Starmer visit to biomedical research institute
Starmer visit to biomedical research institute. Picture: PA

Shadow health secretary Wes Streeting suggested the plans could help tackle rising measles rates.

Labour will digitise the NHS red book parents use for their children’s medical records as part of a series of reforms to the NHS app.

Parents and the NHS would be able to see if children are behind on jabs or check-ups through a new digital record, with automatic notifications to prompt them to book appointments under the party’s plans.

The red book has been handed out to new parents for the past 30 years.

Previous health secretaries have hoped to digitise it during their tenure, including Jeremy Hunt and Matt Hancock, but so far the plans have not borne out.

Labour hopes its plans will help to boost MMR vaccination rates, which have fallen in recent years.

Measles outbreaks have at the same time become more common.
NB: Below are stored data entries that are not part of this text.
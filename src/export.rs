//! Measurement export
//!
//! Writes the history as an Excel workbook or as an HTML report built from a
//! template. Both outputs are assembled in memory and land on disk in a
//! single atomic write.

use rust_xlsxwriter::{Format, Workbook, XlsxError};
use std::path::{Path, PathBuf};
use thiserror::Error;

use crate::history::MeasurementRecord;
use crate::util::{escape_html, write_atomic};

/// Column headers, in record field order
pub const COLUMNS: [&str; 7] = [
    "Timestamp",
    "Source",
    "Region",
    "Avg Brightness",
    "RGB Avg",
    "LightStrengthGain",
    "Recommendation",
];

/// Template shipped with the crate
pub const DEFAULT_TEMPLATE: &str = include_str!("../templates/report_template.html");

const COLUMN_WIDTHS: [f64; 7] = [20.0, 16.0, 24.0, 14.0, 22.0, 18.0, 60.0];

/// Export error types
#[derive(Debug, Error)]
pub enum ExportError {
    #[error("No measurements to export")]
    NoRecords,

    #[error("Report template not found: {0}")]
    TemplateNotFound(PathBuf),

    #[error("Spreadsheet error: {0}")]
    Xlsx(#[from] XlsxError),

    #[error("IO error: {0}")]
    Io(#[from] std::io::Error),
}

pub type Result<T> = std::result::Result<T, ExportError>;

/// Build the workbook bytes without touching the filesystem
pub fn build_workbook(records: &[MeasurementRecord]) -> Result<Vec<u8>> {
    if records.is_empty() {
        return Err(ExportError::NoRecords);
    }

    let mut workbook = Workbook::new();
    let header = Format::new().set_bold();
    let sheet = workbook.add_worksheet();
    sheet.set_name("Measurements")?;

    for (col, (title, width)) in COLUMNS.iter().zip(COLUMN_WIDTHS).enumerate() {
        let col = col as u16;
        sheet.write_string_with_format(0, col, *title, &header)?;
        sheet.set_column_width(col, width)?;
    }

    for (idx, record) in records.iter().enumerate() {
        let row = idx as u32 + 1;
        for (col, value) in record.fields().iter().enumerate() {
            sheet.write_string(row, col as u16, *value)?;
        }
    }

    Ok(workbook.save_to_buffer()?)
}

/// Export records to an `.xlsx` file
pub fn export_xlsx(records: &[MeasurementRecord], path: &Path) -> Result<()> {
    let bytes = build_workbook(records)?;
    write_atomic(path, &bytes)?;
    tracing::info!(path = %path.display(), records = records.len(), "workbook exported");
    Ok(())
}

/// Fill a report template
///
/// Every cell is HTML-escaped; line breaks inside a cell become `<br>`.
pub fn render_report(template: &str, records: &[MeasurementRecord], generated_at: &str) -> String {
    let header: String = COLUMNS
        .iter()
        .map(|c| format!("<th>{}</th>", escape_html(c)))
        .collect();

    let mut rows = String::new();
    for record in records {
        rows.push_str("<tr>");
        for value in record.fields() {
            rows.push_str("<td>");
            rows.push_str(&escape_html(value).replace('\n', "<br>"));
            rows.push_str("</td>");
        }
        rows.push_str("</tr>\n");
    }

    template
        .replace("{{total_measurements}}", &records.len().to_string())
        .replace("{{report_time}}", &escape_html(generated_at))
        .replace("{{table_header}}", &header)
        .replace("{{table_rows}}", &rows)
}

/// Load a report template, falling back to the built-in one
pub fn load_template(path: Option<&Path>) -> Result<String> {
    match path {
        None => Ok(DEFAULT_TEMPLATE.to_string()),
        Some(p) if !p.is_file() => Err(ExportError::TemplateNotFound(p.to_path_buf())),
        Some(p) => Ok(std::fs::read_to_string(p)?),
    }
}

/// Render and write an HTML report
pub fn write_report(
    path: &Path,
    template: Option<&Path>,
    records: &[MeasurementRecord],
    generated_at: &str,
) -> Result<()> {
    if records.is_empty() {
        return Err(ExportError::NoRecords);
    }
    let template = load_template(template)?;
    let html = render_report(&template, records, generated_at);
    write_atomic(path, html.as_bytes())?;
    tracing::info!(path = %path.display(), records = records.len(), "report written");
    Ok(())
}

#[cfg(test)]
mod tests {
    use super::*;
    use tempfile::TempDir;

    fn record(recommendation: &str) -> MeasurementRecord {
        MeasurementRecord {
            timestamp: "2024-01-01 12:00:00".to_string(),
            source: "selected region".to_string(),
            region: "(70, 100) - (400, 300)".to_string(),
            avg_brightness: "200.00".to_string(),
            rgb_average: "R:200, G:200, B:200".to_string(),
            gain: "0.57".to_string(),
            recommendation: recommendation.to_string(),
        }
    }

    #[test]
    fn test_columns_match_record_fields() {
        assert_eq!(COLUMNS.len(), record("x").fields().len());
        assert_eq!(COLUMNS[5], "LightStrengthGain");
    }

    #[test]
    fn test_render_report_substitutes_placeholders() {
        let template = "n={{total_measurements}} t={{report_time}} <tr>{{table_header}}</tr>{{table_rows}}";
        let html = render_report(template, &[record("ok"), record("ok")], "2024-01-02 03:04:05");

        assert!(html.starts_with("n=2 t=2024-01-02 03:04:05"));
        assert!(html.contains("<th>Timestamp</th>"));
        assert!(html.contains("<th>Recommendation</th>"));
        assert_eq!(html.matches("<tr><td>").count(), 2);
        assert!(!html.contains("{{"));
    }

    #[test]
    fn test_render_report_escapes_cells() {
        let html = render_report(
            DEFAULT_TEMPLATE,
            &[record("<script>alert(1)</script>\nsecond & last")],
            "now",
        );
        assert!(!html.contains("<script>"));
        assert!(html.contains("&lt;script&gt;alert(1)&lt;/script&gt;<br>second &amp; last"));
    }

    #[test]
    fn test_write_report_default_template() {
        let dir = TempDir::new().unwrap();
        let path = dir.path().join("report.html");
        write_report(&path, None, &[record("hold")], "2024-01-01 00:00:00").unwrap();

        let html = std::fs::read_to_string(&path).unwrap();
        assert!(html.contains("Measurements: 1"));
        assert!(html.contains("<td>hold</td>"));
    }

    #[test]
    fn test_write_report_custom_template() {
        let dir = TempDir::new().unwrap();
        let template = dir.path().join("custom.html");
        std::fs::write(&template, "<p>{{total_measurements}}</p>").unwrap();
        let path = dir.path().join("report.html");

        write_report(&path, Some(&template), &[record("a")], "now").unwrap();
        assert_eq!(std::fs::read_to_string(&path).unwrap(), "<p>1</p>");
    }

    #[test]
    fn test_write_report_missing_template() {
        let dir = TempDir::new().unwrap();
        let path = dir.path().join("report.html");
        let missing = dir.path().join("missing.html");

        let err = write_report(&path, Some(&missing), &[record("a")], "now").unwrap_err();
        assert!(matches!(err, ExportError::TemplateNotFound(_)));
        assert!(!path.exists());
    }

    #[test]
    fn test_empty_history_is_rejected() {
        let dir = TempDir::new().unwrap();
        let xlsx = dir.path().join("out.xlsx");
        let html = dir.path().join("out.html");

        assert!(matches!(export_xlsx(&[], &xlsx), Err(ExportError::NoRecords)));
        assert!(matches!(
            write_report(&html, None, &[], "now"),
            Err(ExportError::NoRecords)
        ));
        assert!(!xlsx.exists());
        assert!(!html.exists());
    }

    #[test]
    fn test_export_xlsx_creates_workbook() {
        let dir = TempDir::new().unwrap();
        let path = dir.path().join("out.xlsx");
        export_xlsx(&[record("a"), record("b")], &path).unwrap();

        let bytes = std::fs::read(&path).unwrap();
        // xlsx is a zip container
        assert_eq!(&bytes[..2], b"PK");
    }
}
Wes Streeting MP, Labour’s shadow health secretary, said: “A child born today will live to see the 22nd century and things we can’t begin to imagine. Labour wants them to be part of the healthiest generation that ever lived. That’s why we will digitise the red book, so children’s health records are on the NHS App.
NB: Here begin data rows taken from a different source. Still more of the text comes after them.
//! Region brightness statistics
//!
//! Computes per-pixel luminance (ITU-R BT.601) over a [`PixelRegion`] and
//! summarizes it.
//!
//! # Example
//!
//! ```rust
//! use vision_cal::brightness::RegionStats;
//! use vision_cal::region::PixelRegion;
//!
//! let region = PixelRegion::new(2, 1, vec![[255, 255, 255], [0, 0, 0]]).unwrap();
//! let stats = RegionStats::compute(&region);
//! assert!((stats.avg_brightness - 127.5).abs() < 1e-9);
//! assert_eq!(stats.luminance_map(), &[255, 0]);
//! ```

use serde::{Deserialize, Serialize};

use crate::constants::bt601;
use crate::region::PixelRegion;

/// BT.601 luminance of one pixel
#[inline]
pub fn luminance(r: u8, g: u8, b: u8) -> f64 {
    bt601::R * f64::from(r) + bt601::G * f64::from(g) + bt601::B * f64::from(b)
}

/// Brightness and color statistics of a region
#[derive(Debug, Clone, PartialEq, Serialize, Deserialize)]
pub struct RegionStats {
    /// Mean luminance
    pub avg_brightness: f64,
    /// Population standard deviation of luminance
    pub std_brightness: f64,
    /// Minimum luminance
    pub min_brightness: f64,
    /// Maximum luminance
    pub max_brightness: f64,
    /// Mean of the raw red channel
    pub avg_r: f64,
    /// Mean of the raw green channel
    pub avg_g: f64,
    /// Mean of the raw blue channel
    pub avg_b: f64,
    /// Per-pixel luminance truncated to 8 bits, row-major
    #[serde(skip)]
    luminance: Vec<u8>,
}

impl RegionStats {
    /// Measure a region
    ///
    /// Regions are non-empty by construction, so this cannot fail.
    pub fn compute(region: &PixelRegion) -> Self {
        let pixels = region.pixels();
        let n = pixels.len() as f64;

        let mut luma_map = Vec::with_capacity(pixels.len());
        let mut values = Vec::with_capacity(pixels.len());
        let (mut sum_r, mut sum_g, mut sum_b) = (0u64, 0u64, 0u64);
        let mut sum_y = 0.0f64;
        let mut min_y = f64::INFINITY;
        let mut max_y = f64::NEG_INFINITY;

        for &[r, g, b] in pixels {
            let y = luminance(r, g, b);
            sum_r += u64::from(r);
            sum_g += u64::from(g);
            sum_b += u64::from(b);
            sum_y += y;
            min_y = min_y.min(y);
            max_y = max_y.max(y);
            values.push(y);
            // `as` saturates, and y never leaves [0, 255] for 8-bit input
            luma_map.push(y as u8);
        }

        let (avg, std) = if max_y == min_y {
            (min_y, 0.0)
        } else {
            let mean = (sum_y / n).clamp(min_y, max_y);
            let variance = values.iter().map(|y| (y - mean).powi(2)).sum::<f64>() / n;
            (mean, variance.sqrt())
        };

        tracing::debug!(
            pixels = pixels.len(),
            avg = avg,
            std = std,
            min = min_y,
            max = max_y,
            "region statistics computed"
        );

        Self {
            avg_brightness: avg,
            std_brightness: std,
            min_brightness: min_y,
            max_brightness: max_y,
            avg_r: sum_r as f64 / n,
            avg_g: sum_g as f64 / n,
            avg_b: sum_b as f64 / n,
            luminance: luma_map,
        }
    }

    /// 8-bit luminance map for histogram rendering
    pub fn luminance_map(&self) -> &[u8] {
        &self.luminance
    }

    /// `R:{r}, G:{g}, B:{b}` with channel means rounded to integers
    pub fn rgb_summary(&self) -> String {
        format!(
            "R:{:.0}, G:{:.0}, B:{:.0}",
            self.avg_r, self.avg_g, self.avg_b
        )
    }
}

#[cfg(test)]
mod tests {
    use super::*;

    fn region(pixels: Vec<[u8; 3]>) -> PixelRegion {
        let w = pixels.len() as u32;
        PixelRegion::new(w, 1, pixels).unwrap()
    }

    #[test]
    fn test_luminance_weights() {
        assert_eq!(luminance(0, 0, 0), 0.0);
        assert!((luminance(255, 255, 255) - 255.0).abs() < 1e-9);
        assert!((luminance(255, 0, 0) - 76.245).abs() < 1e-9);
        assert!((luminance(0, 255, 0) - 149.685).abs() < 1e-9);
        assert!((luminance(0, 0, 255) - 29.07).abs() < 1e-9);
    }

    #[test]
    fn test_uniform_region_has_zero_spread() {
        let stats = RegionStats::compute(&region(vec![[200, 10, 90]; 37]));
        let expected = luminance(200, 10, 90);

        assert_eq!(stats.std_brightness, 0.0);
        assert_eq!(stats.avg_brightness, expected);
        assert_eq!(stats.min_brightness, expected);
        assert_eq!(stats.max_brightness, expected);
        assert_eq!(stats.avg_r, 200.0);
        assert_eq!(stats.avg_g, 10.0);
        assert_eq!(stats.avg_b, 90.0);
    }

    #[test]
    fn test_population_std() {
        // Luminance 0 and 255: mean 127.5, population std 127.5
        let stats = RegionStats::compute(&region(vec![[0, 0, 0], [255, 255, 255]]));
        assert!((stats.avg_brightness - 127.5).abs() < 1e-9);
        assert!((stats.std_brightness - 127.5).abs() < 1e-9);
        assert_eq!(stats.min_brightness, 0.0);
        assert!((stats.max_brightness - 255.0).abs() < 1e-9);
    }

    #[test]
    fn test_channel_means_are_unweighted() {
        let stats = RegionStats::compute(&region(vec![[255, 0, 0], [0, 0, 255]]));
        assert_eq!(stats.avg_r, 127.5);
        assert_eq!(stats.avg_g, 0.0);
        assert_eq!(stats.avg_b, 127.5);
        assert_eq!(stats.rgb_summary(), "R:128, G:0, B:128");
    }

    #[test]
    fn test_mean_between_extrema() {
        let mut pixels = Vec::new();
        for i in 0..=255u8 {
            pixels.push([i, i.wrapping_mul(7), 255 - i]);
        }
        let stats = RegionStats::compute(&region(pixels));
        assert!(stats.min_brightness <= stats.avg_brightness);
        assert!(stats.avg_brightness <= stats.max_brightness);
        assert!(stats.max_brightness <= 255.0);
        assert!(stats.min_brightness >= 0.0);
    }

    #[test]
    fn test_mean_is_order_invariant() {
        let pixels: Vec<[u8; 3]> = (0..64u8).map(|i| [i * 3, 255 - i, i]).collect();
        let mut reversed = pixels.clone();
        reversed.reverse();

        let a = RegionStats::compute(&region(pixels));
        let b = RegionStats::compute(&region(reversed));
        assert!((a.avg_brightness - b.avg_brightness).abs() < 1e-9);
        assert!((a.std_brightness - b.std_brightness).abs() < 1e-9);
        assert_eq!(a.min_brightness, b.min_brightness);
        assert_eq!(a.max_brightness, b.max_brightness);
    }

    #[test]
    fn test_luminance_map_truncates() {
        // 76.245 -> 76
        let stats = RegionStats::compute(&region(vec![[255, 0, 0], [0, 255, 0]]));
        assert_eq!(stats.luminance_map(), &[76, 149]);
    }
}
“This major step will transform children’s healthcare and will mean more children protected against measles. Now measles is back. It’s hard to think of a clearer sign of Britain’s decline under the Tories.

“With the red book on the app, the NHS will be able to notify every parent of an unprotected child, give them accurate information about the MMR vaccine, and invite their child to get vaccinated. That’s how a modern health service would tackle this public health crisis.”

Writing in the Sun newspaper, Mr Streeting insisted the NHS was “a service, not a shrine”.

Wes Streeting
Wes Streeting (Stefan Rousseau/PA)

He added: “It is judged by how well it serves the public, not how heavy a price we’re paying for failure.

“The problems with the NHS are clear. It’s a 20th century service that hasn’t changed with the times and isn’t fit for the modern era.”

Labour will also commit to give patients greater control over their own healthcare through the NHS app.

This would include access to their medical records on their phone, notifications about screenings and vaccines they are eligible for, and being told what care they can expect when diagnosed with long-term conditions like asthma or diabetes.

Labour leader Sir Keir Starmer claimed his party would “give power to the patient”, and that GPs could ensure “time isn’t wasted on box-ticking”.

“In 2024, patients still wait on the phone at 8am, or even queue up in person, just to see a doctor. It’s no wonder so many people don’t bother or don’t have time, illness is caught too late, pressures on the NHS pile up, and lives are lost,” he said.

Sir Keir added: “The app shouldn’t just be for healthcare, but healthier living too. When you reach the right age, you’ll receive notifications for jabs, tests and screening, to catch diseases like breast and bowel cancer early.”